Global wealth, resources also belong to world’s poor

VATICAN CITY – The world’s wealth and resources do not belong to a select few, they also belong to the poor, Pope Benedict XVI said as he urged people to aid the needy and protect the environment.
“Christ is present even in the poor so they must never be insulted,” abused or deemed worthless, the pope said, citing the teachings of St. Gregory of Nyssa at his Sept. 5 weekly general audience.
Christ has made himself present in the poor so that even the “hard-hearted” may be moved to compassion and lend them a hand, he said on Blessed Mother Teresa of Calcutta’s feast day and the 10th anniversary of her death.
During the audience in St. Peter’s Square, the pope invited everyone, including “the whole church to always faithfully serve God in the poorest and neediest.”
He said Mother Teresa was an “authentic disciple of Christ,” and he urged members of the Missionaries of Charity, the order she founded, to “continue to follow her example and be instruments of divine mercy everywhere.”
Pope Benedict returned briefly to the Vatican from his papal summer villa south of Rome for the weekly audience and continued a talk he began Aug. 29 about St. Gregory, the fourth-century bishop and doctor of the church.
As a cool breeze swept the square, the pope apologized to the some 16,000 pilgrims gathered there for having a hoarse voice.
He said St. Gregory showed the different ways humanity could get closer to God, through prayer, “purification of the heart,” and love for others.
“Love for one’s neighbor is the true path up to the Lord because love is the stairway that leads to God,” he said.
Humanity is called to model itself after God, he said, adding that according to St. Gregory, becoming similar to God means “‘becoming just, holy, good.’”
A person who is a Christian carries a “great responsibility,” he said, because by carrying the name of Christ, one “therefore, must become like him.”
St. Gregory urges people to recognize they are all dependant on God, the pope said.
“‘Don’t think that everything is yours. A part must also be for the poor, God’s friends,’” he said, citing the words of St. Gregory.
“‘The truth, in fact, is that everything comes from God, the universal father, and that we are all brothers and sisters and we belong to the same (human) race,’” the pope said, quoting St. Gregory.
In an appeal at the end of the audience, Pope Benedict said the environment and the earth’s resources also are a part of this vast web of interdependence and as such demand the same care and respect.
“Care of water resources and attention to climate change are matters of grave importance for the entire human family,” he said.
The pope sent his greetings to those set to attend an international symposium on religion, science and the environment, including one of the symposium’s sponsors, Ecumenical Orthodox Patriarch Bartholomew of Constantinople, who will open the Sept. 6-12 meeting in Greenland.
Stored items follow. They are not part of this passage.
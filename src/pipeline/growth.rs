use crate::types::{NegativeDeltaPolicy, SalesSnapshot};

/// A snapshot paired with the sales it added since the previous one.
#[derive(Debug, Clone, PartialEq)]
pub struct GrowthRecord {
    pub snapshot: SalesSnapshot,
    /// Delta after the negative-delta policy was applied.
    pub sales_delta: f64,
    /// Plain counter difference to the previous snapshot.
    pub raw_delta: f64,
}

/// Per-snapshot sales deltas for one product's history.
///
/// Records are ordered by `observed_at` with a stable sort, so snapshots sharing
/// a timestamp keep their input order. The first record's delta is 0.
pub fn compute_growth(group: &[SalesSnapshot], policy: NegativeDeltaPolicy) -> Vec<GrowthRecord> {
    let mut ordered: Vec<&SalesSnapshot> = group.iter().collect();
    ordered.sort_by_key(|s| s.observed_at);

    let mut records = Vec::with_capacity(ordered.len());
    let mut previous: Option<f64> = None;
    let mut high_water = f64::NEG_INFINITY;

    for snapshot in ordered {
        let current = snapshot.cumulative_sales;
        let raw_delta = previous.map_or(0.0, |p| current - p);

        let sales_delta = match policy {
            NegativeDeltaPolicy::PassThrough => raw_delta,
            NegativeDeltaPolicy::ClampZero => raw_delta.max(0.0),
            NegativeDeltaPolicy::HighWaterMark => {
                if previous.is_none() {
                    0.0
                } else {
                    (current - high_water).max(0.0)
                }
            }
        };

        high_water = high_water.max(current);
        previous = Some(current);
        records.push(GrowthRecord {
            snapshot: snapshot.clone(),
            sales_delta,
            raw_delta,
        });
    }

    records
}

#[cfg(test)]
mod tests {
    use super::*;
    use chrono::{DateTime, Duration, TimeZone, Utc};

    fn t0() -> DateTime<Utc> {
        Utc.with_ymd_and_hms(2024, 3, 1, 0, 0, 0).unwrap()
    }

    fn snap(hours: i64, sales: f64) -> SalesSnapshot {
        SalesSnapshot {
            product_link: "p1".to_string(),
            observed_at: t0() + Duration::hours(hours),
            cumulative_sales: sales,
            price_text: "$1".to_string(),
        }
    }

    fn deltas(records: &[GrowthRecord]) -> Vec<f64> {
        records.iter().map(|r| r.sales_delta).collect()
    }

    #[test]
    fn deltas_pass_negative_through() {
        let group = vec![snap(0, 100.0), snap(1, 150.0), snap(2, 140.0), snap(3, 200.0)];
        let records = compute_growth(&group, NegativeDeltaPolicy::PassThrough);
        assert_eq!(deltas(&records), vec![0.0, 50.0, -10.0, 60.0]);
    }

    #[test]
    fn unsorted_input_is_ordered_by_time() {
        let group = vec![snap(3, 200.0), snap(0, 100.0), snap(2, 140.0), snap(1, 150.0)];
        let records = compute_growth(&group, NegativeDeltaPolicy::PassThrough);
        assert_eq!(deltas(&records), vec![0.0, 50.0, -10.0, 60.0]);
        assert_eq!(records[0].snapshot.observed_at, t0());
    }

    #[test]
    fn equal_timestamps_keep_input_order() {
        let group = vec![snap(0, 10.0), snap(1, 30.0), snap(1, 20.0)];
        let records = compute_growth(&group, NegativeDeltaPolicy::PassThrough);
        assert_eq!(deltas(&records), vec![0.0, 20.0, -10.0]);
    }

    #[test]
    fn single_snapshot_has_zero_delta() {
        let records = compute_growth(&[snap(0, 42.0)], NegativeDeltaPolicy::PassThrough);
        assert_eq!(deltas(&records), vec![0.0]);
    }

    #[test]
    fn empty_group_yields_nothing() {
        assert!(compute_growth(&[], NegativeDeltaPolicy::PassThrough).is_empty());
    }

    #[test]
    fn clamp_zero_rebaselines_on_the_lower_value() {
        let group = vec![snap(0, 100.0), snap(1, 90.0), snap(2, 110.0)];
        let records = compute_growth(&group, NegativeDeltaPolicy::ClampZero);
        assert_eq!(deltas(&records), vec![0.0, 0.0, 20.0]);
        assert_eq!(records[1].raw_delta, -10.0);
    }

    #[test]
    fn high_water_mark_nets_dip_and_recovery() {
        let group = vec![snap(0, 100.0), snap(1, 90.0), snap(2, 95.0), snap(3, 110.0)];
        let records = compute_growth(&group, NegativeDeltaPolicy::HighWaterMark);
        assert_eq!(deltas(&records), vec![0.0, 0.0, 0.0, 10.0]);
    }
}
The pope gave his support for the goals of the gathering which was to bring religious leaders from numerous traditions together to focus on the impact pollution and climate change have had on Greenland’s rapidly melting glaciers.
Praising the “growing recognition of the need to preserve the environment,” the pope called on everyone to pray and work “for greater respect for the wonders of God’s creation.”
Present at the Sept. 5 audience was a group of rabbis and U.S. bishops who presented Pope Benedict with an award for his contribution to Jewish-Catholic relations.
Rabbi Eugene Korn of the Center for Christian-Jewish Understanding at Sacred Heart University in Fairfield, Conn., and the university’s president, Anthony Cernera, presented the pope with their “Nostra Aetate” award at the end of the general audience.
The pope accepted the award and greeted members of the group which had been part of a tour to Oswiecim, Poland, and Rome to promote Christian-Jewish understanding.